Meski Indonesia memiliki jumlah penduduk muslim terbesar di dunia,
namun hingga saat ini penetrasi produk perbankan dan keuangan syariah
masih masuk dalam kategori rendah jika dibandingkan dengan produk
keuangan konvensional. Hasil surveu BI menunjukan, 89 persen masyarakat
Indonesia dapat menerima prinsip (ekonomi) syariah. Namun, Indonesia
belum mampu menempatkan diri sebagai pusat keuangan Islam global.
Pangsa pasar keuangan Islam Indonesia di dunia sekitar 3 %, sedangkan
malaysia sebesar 23 % dengan penduduk muslim sebesar 28 juta jiwa
(Republika, 12/11). Walaupun, secara umum perkembangan perbankan dan
keuangan syariah mengalami trend pertumbuhan. Di sisi lain, keuangan
dan perbankan syariah memiliki daya imun cukup tinggi dari goncangan
krisis keuangan global. Persoalan ini menjadi bahan pemikiran berbagai
kalangan baik akademisi, prakitisi, maupun kelembagaan ekonomi Islam
(IDB).
Ragam factor menjadi sorotan berbagai kalangan. Mulai dari aspek
teoritis, praktik, kelembagaan, hingga peran kebijakan politik
pemerintah.
Pada tataran teoritis dan konseptual, Indonesia masih sangat
kekurangan pakar yang benar-benar mendalami secara utuh antara ilmu
ushul fikh, fikih muamalah, dan ilmu ekonomi/keuangan. Cukup sulit,
untuk menemukan satu figure sempurna yang memiliki kemampuan utuh pada
dua disiplin ilmu, faqih fiqih dan ekonomi. Tidak hanya pada masyarakat
Islam Indonesia, pun pada berbagai negara yang perkembangan ekonomi
Islamnya cukup pesat.
Jamaknya, para pakar ekonomi cukup mumpuni pada ilmu ekonomi/keuangan
namun awam dalam ushul fiqh atau fiqh muamalah. Sebaliknya, tidak
sedikit yang piawai dalam fikih dan usul-nya, tetapi memiliki
pengetahuan ilmu ekonomi/keuangan yang terbatas.

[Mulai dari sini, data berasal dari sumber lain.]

impl LanguageParser for PythonParser {
    fn parse(&self, file_key: &FileKey, root_id: RootId, content: &str) -> ParseOutput {
        let mut out = ParseOutput::default();
        let lines: Vec<&str> = content.lines().collect();
        let total_lines = lines.len() as u32;

        let mut stack: Vec<Open> = Vec::new();
        let mut pending_decorators: Vec<String> = Vec::new();
        let mut pending_annotations: Vec<String> = Vec::new();
        let mut pending_http_path: Option<String> = None;
        let mut in_triple: Option<&'static str> = None;

        let mut idx = 0usize;
        while idx < lines.len() {
            let line = lines[idx];
            let line_no = idx as u32 + 1;

            // Lines inside a triple-quoted string are string content, not
            // code: no declarations, no call sites.
            if let Some(marker) = in_triple {
                if line.matches(marker).count() % 2 == 1 {
                    in_triple = None;
                }
                idx += 1;
                continue;
            }
            if let Some(marker) = ["\"\"\"", "'''"].iter().copied().find(|m| line.matches(*m).count() % 2 == 1) {
                in_triple = Some(marker);
                idx += 1;
                continue;
            }

            if indent_of(line) == 0 && line.trim().is_empty() {
                idx += 1;
                continue;
            }

            if let Some(caps) = decorator_re().captures(line) {
                let name = caps[1].to_string();
                pending_annotations.push(name.to_uppercase());
                let full = if let Some(args) = caps.get(2) {
                    format!("@{}{}", &caps[1], args.as_str())
                } else {
                    format!("@{}", &caps[1])
                };
                pending_decorators.push(full);
                if name.to_lowercase().contains("route") || name.to_lowercase().contains("get")
                    || name.to_lowercase().contains("post") || name.to_lowercase().contains("put")
                    || name.to_lowercase().contains("delete") || name.to_lowercase().contains("patch")
                {
                    if let Some(arg_caps) = caps.get(3) {
                        if let Some(m) = route_arg_re().captures(arg_caps.as_str()) {
                            pending_http_path = Some(m[1].to_string());
                        }
                    }
                }
                idx += 1;
                continue;
            }

            let current_indent = indent_of(line);
            pop_closed(&mut stack, current_indent, line_no, file_key, root_id, &mut out);

            if let Some(caps) = class_re().captures(line) {
                let indent = caps[1].len();
                let name = caps[2].to_string();
                let parent = stack.last().map(|o| o.name.clone());
                let docstring = find_docstring(&lines, idx);
                let bases = caps.get(3).map(|b| parse_bases(b.as_str())).unwrap_or_default();
                stack.push(Open {
                    indent,
                    name,
                    start_line: line_no,
                    kind: SymbolKind::Class,
                    parent,
                    docstring,
                    metadata: take_metadata(&mut pending_annotations, &mut pending_decorators, &mut pending_http_path),
                    bases,
                });
            } else if let Some(caps) = def_re().captures(line) {
                let indent = caps[1].len();
                let name = caps[2].to_string();
                let parent_type = stack
                    .iter()
                    .rev()
                    .find(|o| o.indent < indent && o.kind == SymbolKind::Class)
                    .map(|o| o.name.clone());
                let kind = if parent_type.is_some() { SymbolKind::Method } else { SymbolKind::Function };
                let docstring = find_docstring(&lines, idx);
                stack.push(Open {
                    indent,
                    name,
                    start_line: line_no,
                    kind,
                    parent: parent_type,
                    docstring,
                    metadata: take_metadata(&mut pending_annotations, &mut pending_decorators, &mut pending_http_path),
                    bases: Vec::new(),
                });
            } else {
                if !line.trim().is_empty() {
                    pending_annotations.clear();
                    pending_decorators.clear();
                    pending_http_path = None;
                }
                if let Some(caller) = stack
                    .iter()
                    .rev()
                    .find(|o| matches!(o.kind, SymbolKind::Function | SymbolKind::Method))
                {
                    emit_calls(&py_sanitize(line), caller, file_key, root_id, line_no, &mut out);
                }
            }

            idx += 1;
        }

        while let Some(o) = stack.pop() {
            push_symbol(o, total_lines, file_key, root_id, &mut out);
        }

        out
    }
}

fn indent_of(line: &str) -> usize {
    line.chars().take_while(|c| *c == ' ').count()
}
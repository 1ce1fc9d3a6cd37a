//! Command-line argument definitions (clap derive).

use clap::{Parser, Subcommand};
use std::path::PathBuf;

#[derive(Parser)]
#[command(name = "codewatch")]
#[command(version = env!("CARGO_PKG_VERSION"))]
#[command(about = "Local multi-workspace source-code indexing and search daemon")]
pub struct Cli {
    /// Path to a config file (defaults to the per-user data directory)
    #[arg(long, global = true)]
    pub config: Option<PathBuf>,

    /// Emit JSON instead of the compact text encoding
    #[arg(long, global = true)]
    pub json: bool,

    #[command(subcommand)]
    pub command: Commands,
}

#[derive(Subcommand)]
pub enum Commands {
    /// Write a default config file
    Init {
        /// Overwrite an existing config file
        #[arg(short, long)]
        force: bool,
    },

    /// Run the daemon: watcher, scheduler, writer and the MCP tool surface
    Serve {
        /// Workspace root(s) to index (repeatable; falls back to config/env)
        #[arg(long = "root")]
        roots: Vec<PathBuf>,

        /// Serve MCP over HTTP instead of stdio (requires the http-server feature)
        #[arg(long)]
        http: bool,
    },

    /// Scan every root once, wait for the index to settle, then exit
    ScanOnce {
        #[arg(long = "root")]
        roots: Vec<PathBuf>,

        /// Give up waiting for the pipeline to drain after this many seconds
        #[arg(long, default_value_t = 600)]
        timeout_secs: u64,
    },

    /// Run a fresh full scan over the configured roots (staged, then merged)
    Rescan {
        #[arg(long = "root")]
        roots: Vec<PathBuf>,

        #[arg(long, default_value_t = 600)]
        timeout_secs: u64,
    },

    /// Keyword/pattern search across indexed file bodies and symbol names
    Search {
        query: String,
        #[arg(short, long, default_value_t = 20)]
        limit: usize,
        #[arg(long, default_value_t = 0)]
        offset: usize,
        /// Treat the query as a regular expression
        #[arg(long)]
        regex: bool,
    },

    /// Search indexed symbols by name
    SearchSymbols {
        query: String,
        #[arg(short, long, default_value_t = 50)]
        limit: usize,
        #[arg(long, default_value_t = 0)]
        offset: usize,
    },

    /// List indexed file paths, optionally filtered by repo
    ListFiles {
        #[arg(long)]
        repo: Option<String>,
        #[arg(short, long, default_value_t = 200)]
        limit: usize,
        #[arg(long, default_value_t = 0)]
        offset: usize,
    },

    /// Print a file's stored content by file-key or absolute path
    ReadFile { key: String },

    /// Print a symbol's declaration and body by name
    ReadSymbol { name: String },

    /// List relations where the given symbol is the call target
    GetCallers { name: String },

    /// List extends/implements relations targeting the given symbol
    GetImplementations { name: String },

    /// Bounded call-graph walk from a symbol
    CallGraph {
        name: String,
        #[arg(short, long, default_value_t = 6)]
        depth: u32,
    },

    /// Repos ranked by registered priority
    RepoCandidates {
        #[arg(short, long, default_value_t = 20)]
        limit: usize,
    },

    /// Index health summary from the on-disk store
    Status,

    /// Diagnostics: dead-letter queue, engine metadata, parse failures
    Doctor {
        #[arg(short, long, default_value_t = 20)]
        limit: usize,
    },

    /// Force a one-shot re-index of a single file
    IndexFile { path: PathBuf },
}
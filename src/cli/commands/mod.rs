//! Subcommand implementations. Human-readable output goes through
//! `comfy-table`/`console` when stdout is a terminal; `--json` renders the
//! same `presentation::Envelope` the MCP surface emits, so scripts parse
//! one shape regardless of transport.

use std::path::{Path, PathBuf};
use std::sync::Arc;
use std::time::Duration;

use anyhow::{bail, Context};
use comfy_table::{presets::UTF8_FULL_CONDENSED, Table};
use console::style;
use indicatif::{ProgressBar, ProgressStyle};
use is_terminal::IsTerminal;

use crate::config::Settings;
use crate::daemon::Daemon;
use crate::model::{FileKey, RootId};
use crate::presentation::{id_field, text_field, Encoding, Envelope, Record, RecordKind};
use crate::search::{SearchOptions, TotalMode};
use crate::storage::db;
use crate::{paths, services};

fn use_table() -> bool {
    std::io::stdout().is_terminal()
}

fn open_reader(settings: &Settings) -> anyhow::Result<rusqlite::Connection> {
    db::open_reader(&settings.storage.db_path)
        .with_context(|| format!("no index at {} (run `codewatch scan-once` first)", settings.storage.db_path.display()))
}

pub fn init(settings: &Settings, config_path: Option<&Path>, force: bool) -> anyhow::Result<()> {
    let path = config_path
        .map(Path::to_path_buf)
        .unwrap_or_else(Settings::default_config_path);
    if path.exists() && !force {
        bail!("config already exists at {} (use --force to overwrite)", path.display());
    }
    if let Some(parent) = path.parent() {
        std::fs::create_dir_all(parent)?;
    }
    let rendered = toml::to_string_pretty(settings)?;
    std::fs::write(&path, rendered)?;
    println!("wrote {}", path.display());
    Ok(())
}

pub async fn serve(mut settings: Settings, roots: Vec<PathBuf>, http: bool) -> anyhow::Result<()> {
    if !roots.is_empty() {
        settings.workspace.roots = roots;
    }
    if settings.workspace.roots.is_empty() {
        bail!("no workspace roots configured (pass --root, or set WORKSPACE_ROOT/ROOTS_JSON/ROOT_<N>)");
    }

    let enc = Encoding::from_config_str(&settings.mcp.encoding);
    let http_port = settings.mcp.http_port;
    let daemon = Arc::new(Daemon::start(settings).map_err(|e| anyhow::anyhow!(e.to_string()))?);

    #[cfg(feature = "http-server")]
    if http {
        let bind = format!("127.0.0.1:{http_port}");
        return crate::mcp::http::serve(daemon, enc, bind).await;
    }
    #[cfg(not(feature = "http-server"))]
    {
        let _ = http_port;
        if http {
            bail!("this build does not include the http-server feature");
        }
    }

    use rmcp::ServiceExt;
    eprintln!("codewatch MCP server on stdio transport");
    let server = crate::mcp::CodewatchServer::new(Arc::clone(&daemon), enc);
    let service = server
        .serve(rmcp::transport::stdio())
        .await
        .map_err(|e| anyhow::anyhow!("failed to start MCP server: {e}"))?;
    service
        .waiting()
        .await
        .map_err(|e| anyhow::anyhow!("MCP server error: {e}"))?;
    Ok(())
}

pub fn scan_once(mut settings: Settings, roots: Vec<PathBuf>, timeout_secs: u64) -> anyhow::Result<()> {
    if !roots.is_empty() {
        settings.workspace.roots = roots;
    }
    if settings.workspace.roots.is_empty() {
        bail!("no workspace roots configured (pass --root, or set WORKSPACE_ROOT/ROOTS_JSON/ROOT_<N>)");
    }

    let daemon = Daemon::start(settings).map_err(|e| anyhow::anyhow!(e.to_string()))?;

    let bar = if std::io::stderr().is_terminal() {
        let bar = ProgressBar::new_spinner();
        bar.set_style(ProgressStyle::with_template("{spinner} {msg}").unwrap());
        bar.enable_steady_tick(Duration::from_millis(120));
        Some(bar)
    } else {
        None
    };

    let deadline = std::time::Instant::now() + Duration::from_secs(timeout_secs);
    let drained = loop {
        if daemon.wait_until_idle(Duration::from_millis(500)) {
            break true;
        }
        if std::time::Instant::now() >= deadline {
            break false;
        }
        if let Some(bar) = &bar {
            let s = daemon.status();
            bar.set_message(format!(
                "indexing: scheduler={} writer={} committed={}",
                s.scheduler_depth, s.queue_db_writer, s.tasks_committed
            ));
        }
    };

    let status = daemon.status();
    if let Some(bar) = &bar {
        bar.finish_and_clear();
    }
    daemon.stop(Duration::from_secs(10));

    if !drained {
        bail!("scan did not settle within {timeout_secs}s");
    }
    println!(
        "{} {} tasks committed across {} batches",
        style("done:").green().bold(),
        status.tasks_committed,
        status.batches_committed
    );
    Ok(())
}

pub fn search(settings: &Settings, json: bool, query: &str, limit: usize, offset: usize, regex: bool) -> anyhow::Result<()> {
    let conn = open_reader(settings)?;
    let opts = SearchOptions {
        limit,
        offset,
        use_regex: regex,
        snippet_lines: settings.search.snippet_lines,
    };
    let result = crate::search::search(&conn, &crate::storage::NullEngine, query, &opts)
        .map_err(|e| anyhow::anyhow!(e.to_string()))?;

    if json {
        let mut env = Envelope::new("search", true).with_paging(result.hits.len(), result.total, result.total_mode);
        if result.meta.fallback_used {
            env = env.with_kv("fallback_used", "true");
        }
        if let Some(err) = &result.meta.regex_error {
            env = env.with_kv("regex_error", err.clone());
        }
        for hit in &result.hits {
            env = env.push(Record {
                kind: RecordKind::Record,
                fields: vec![
                    id_field("path", hit.path.clone()),
                    id_field("line", hit.line.to_string()),
                    id_field("score", format!("{:.4}", hit.score)),
                    text_field("snippet", hit.snippet.join("\n")),
                ],
            });
        }
        println!("{}", env.encode(Encoding::Json));
        return Ok(());
    }

    if let Some(err) = &result.meta.regex_error {
        eprintln!("{} {err}", style("regex error:").red().bold());
        return Ok(());
    }
    for hit in &result.hits {
        println!("{} {}", style(&hit.path).cyan().bold(), style(format!("(score {:.1})", hit.score)).dim());
        for line in &hit.snippet {
            println!("  {line}");
        }
    }
    let mode = match result.total_mode {
        TotalMode::Exact => "exact",
        TotalMode::Approx => "approx",
    };
    println!("{}", style(format!("{} of {} ({mode})", result.hits.len(), result.total)).dim());
    Ok(())
}

pub fn search_symbols(settings: &Settings, json: bool, query: &str, limit: usize, offset: usize) -> anyhow::Result<()> {
    let conn = open_reader(settings)?;
    let rows = crate::search::search_symbols(&conn, query, limit, offset).map_err(|e| anyhow::anyhow!(e.to_string()))?;
    let mut env = Envelope::new("search_symbols", true).with_paging(rows.len(), rows.len(), TotalMode::Exact);
    for (name, path, line) in &rows {
        if json {
            env = env.push(Record {
                kind: RecordKind::Header,
                fields: vec![id_field("name", name.clone()), id_field("path", path.clone()), id_field("line", line.to_string())],
            });
        } else {
            println!("{}  {path}:{line}", style(name).cyan().bold());
        }
    }
    if json {
        println!("{}", env.encode(Encoding::Json));
    }
    Ok(())
}

pub fn list_files(settings: &Settings, json: bool, repo: Option<&str>, limit: usize, offset: usize) -> anyhow::Result<()> {
    let conn = open_reader(settings)?;
    let (paths, total, mode) = crate::search::list_files(&conn, repo, limit, offset).map_err(|e| anyhow::anyhow!(e.to_string()))?;
    if json {
        let mut env = Envelope::new("list_files", true).with_paging(paths.len(), total, mode);
        for p in &paths {
            env = env.push(Record { kind: RecordKind::Path, fields: vec![id_field("path", p.clone())] });
        }
        println!("{}", env.encode(Encoding::Json));
        return Ok(());
    }
    for p in &paths {
        println!("{p}");
    }
    Ok(())
}

pub fn read_file(settings: &Settings, raw_key: &str) -> anyhow::Result<()> {
    let conn = open_reader(settings)?;
    let key = resolve_key_offline(settings, raw_key)?;
    let file = services::read_file(&conn, &key).map_err(|e| anyhow::anyhow!(e.to_string()))?;
    println!("{}", file.content);
    Ok(())
}

pub fn read_symbol(settings: &Settings, name: &str) -> anyhow::Result<()> {
    let conn = open_reader(settings)?;
    let records = services::read_symbol(&conn, name, None).map_err(|e| anyhow::anyhow!(e.to_string()))?;
    for r in records {
        println!(
            "{} {} {}:{}-{}",
            style(&r.kind).dim(),
            style(&r.name).cyan().bold(),
            r.path,
            r.start_line,
            r.end_line
        );
        if let Some(doc) = &r.docstring {
            for line in doc.lines() {
                println!("  {} {line}", style("//").dim());
            }
        }
        println!("{}", r.body);
    }
    Ok(())
}

pub fn relations(settings: &Settings, name: &str, implementations: bool) -> anyhow::Result<()> {
    let conn = open_reader(settings)?;
    let rows = if implementations {
        services::get_implementations(&conn, name)
    } else {
        services::get_callers(&conn, name)
    }
    .map_err(|e| anyhow::anyhow!(e.to_string()))?;
    for r in rows {
        println!("{}  {} {}  {}:{}", r.from_symbol, style(&r.kind).dim(), r.to_symbol, r.from_path, r.line);
    }
    Ok(())
}

pub fn call_graph(settings: &Settings, name: &str, depth: u32) -> anyhow::Result<()> {
    let conn = open_reader(settings)?;
    let graph = services::call_graph(&conn, name, Some(depth), None).map_err(|e| anyhow::anyhow!(e.to_string()))?;
    for edge in &graph.edges {
        println!("{}{} -> {}", "  ".repeat(edge.depth.saturating_sub(1) as usize), edge.from, edge.to);
    }
    if graph.truncated {
        println!("{}", style("(truncated)").dim());
    }
    Ok(())
}

pub fn repo_candidates(settings: &Settings, limit: usize) -> anyhow::Result<()> {
    let conn = open_reader(settings)?;
    let repos = services::repo_candidates(&conn, limit).map_err(|e| anyhow::anyhow!(e.to_string()))?;
    if use_table() {
        let mut table = Table::new();
        table.load_preset(UTF8_FULL_CONDENSED);
        table.set_header(["repo", "priority", "tags", "description"]);
        for r in repos {
            table.add_row([r.repo_name, r.priority.to_string(), r.tags, r.description]);
        }
        println!("{table}");
    } else {
        for r in repos {
            println!("{}\t{}\t{}", r.repo_name, r.priority, r.tags);
        }
    }
    Ok(())
}

pub fn status(settings: &Settings) -> anyhow::Result<()> {
    let conn = open_reader(settings)?;
    let count = |sql: &str| -> anyhow::Result<i64> { Ok(conn.query_row(sql, [], |r| r.get(0))?) };
    let files = count("SELECT count(*) FROM files")?;
    let symbols = count("SELECT count(*) FROM symbols")?;
    let relations = count("SELECT count(*) FROM symbol_relations")?;
    let failed = count("SELECT count(*) FROM failed_tasks")?;
    let roots = count("SELECT count(*) FROM roots")?;
    let last_seen = count("SELECT coalesce(max(last_seen), 0) FROM files")?;

    if use_table() {
        let mut table = Table::new();
        table.load_preset(UTF8_FULL_CONDENSED);
        table.set_header(["metric", "value"]);
        table.add_row(["roots", &roots.to_string()]);
        table.add_row(["files", &files.to_string()]);
        table.add_row(["symbols", &symbols.to_string()]);
        table.add_row(["relations", &relations.to_string()]);
        table.add_row(["failed_tasks", &failed.to_string()]);
        table.add_row(["last_seen", &last_seen.to_string()]);
        println!("{table}");
    } else {
        println!("roots={roots} files={files} symbols={symbols} relations={relations} failed_tasks={failed} last_seen={last_seen}");
    }
    Ok(())
}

Inilah tantangan bagi PT yang telah membuka jurusan ekonomi/keuangan
Islam, untuk bisa menghasilkan lulusan yang memiliki kemampuan
integrative baik pada tataran fikh-usulnya dan ekonomi-keuangan. Meski
demikian, respon positif patut diberikan dimana mereka telah menangkap
peluang pasar kebutuhan SDM lembaga keuangan-syariah yang cukup tinggi.
Keberadaan kelembagaan dan core kajian keilmuan tentu menjadi hal
yang sangat penting untuk dapat menghasilkan SDM yang mumpuni dalam
bidang ekonomi. Saat ini, prodi /jurusan ekonomi-keuangan syariah cukup
menjamur. Khusus pada PTAIN/S, prodi/jurusan ekonomi-keuangan umumnya
ada di bawah payung Fakultas Syariah, lebih spesifik konsentrasinya
pada fiqih muamalah.
“Berbeda halnya dengan UIN Maliki Malang” kata Dekan FE UIN Malang,
Dr. H.A. Muhtadi Ridwan, menjelaskan. Fakultas Ekonomi memayungi
Jurusan Manajenmen, Akuntansi, dan Diploma Tiga Perbankan. Karena, dari
aspek kajian teoritis-kurikulum, core fakultas ekonomi berbeda dengan
fakultas syariah. Pada Fakultas Ekonomi rumpun keilmuannnya adalah
ekonomi/bisnis dalam arti luas, sedangkan syariah masuk rumpun hukum,
katanya menambahkan.
Kelembagaan ini tentu akan berpengaruh pada arah strategi
pengembangan akademik-kurikulum, sumberdaya manusia, dan output yang
dihasilkan. UIN Maliki Malang tidak menyebut ekonomi Islam karena sudah
ada di bawah payung UIN (Universitas Islam Negeri Malang), yang secara
otomatis memiliki aspek kajian keilmuan integrative, memadukan antara
saint dan agama. Menurutnya, dalam Islam tidak ada dikotomi aspek
keilmuan, termasuk ekonomi dan agama (Islam).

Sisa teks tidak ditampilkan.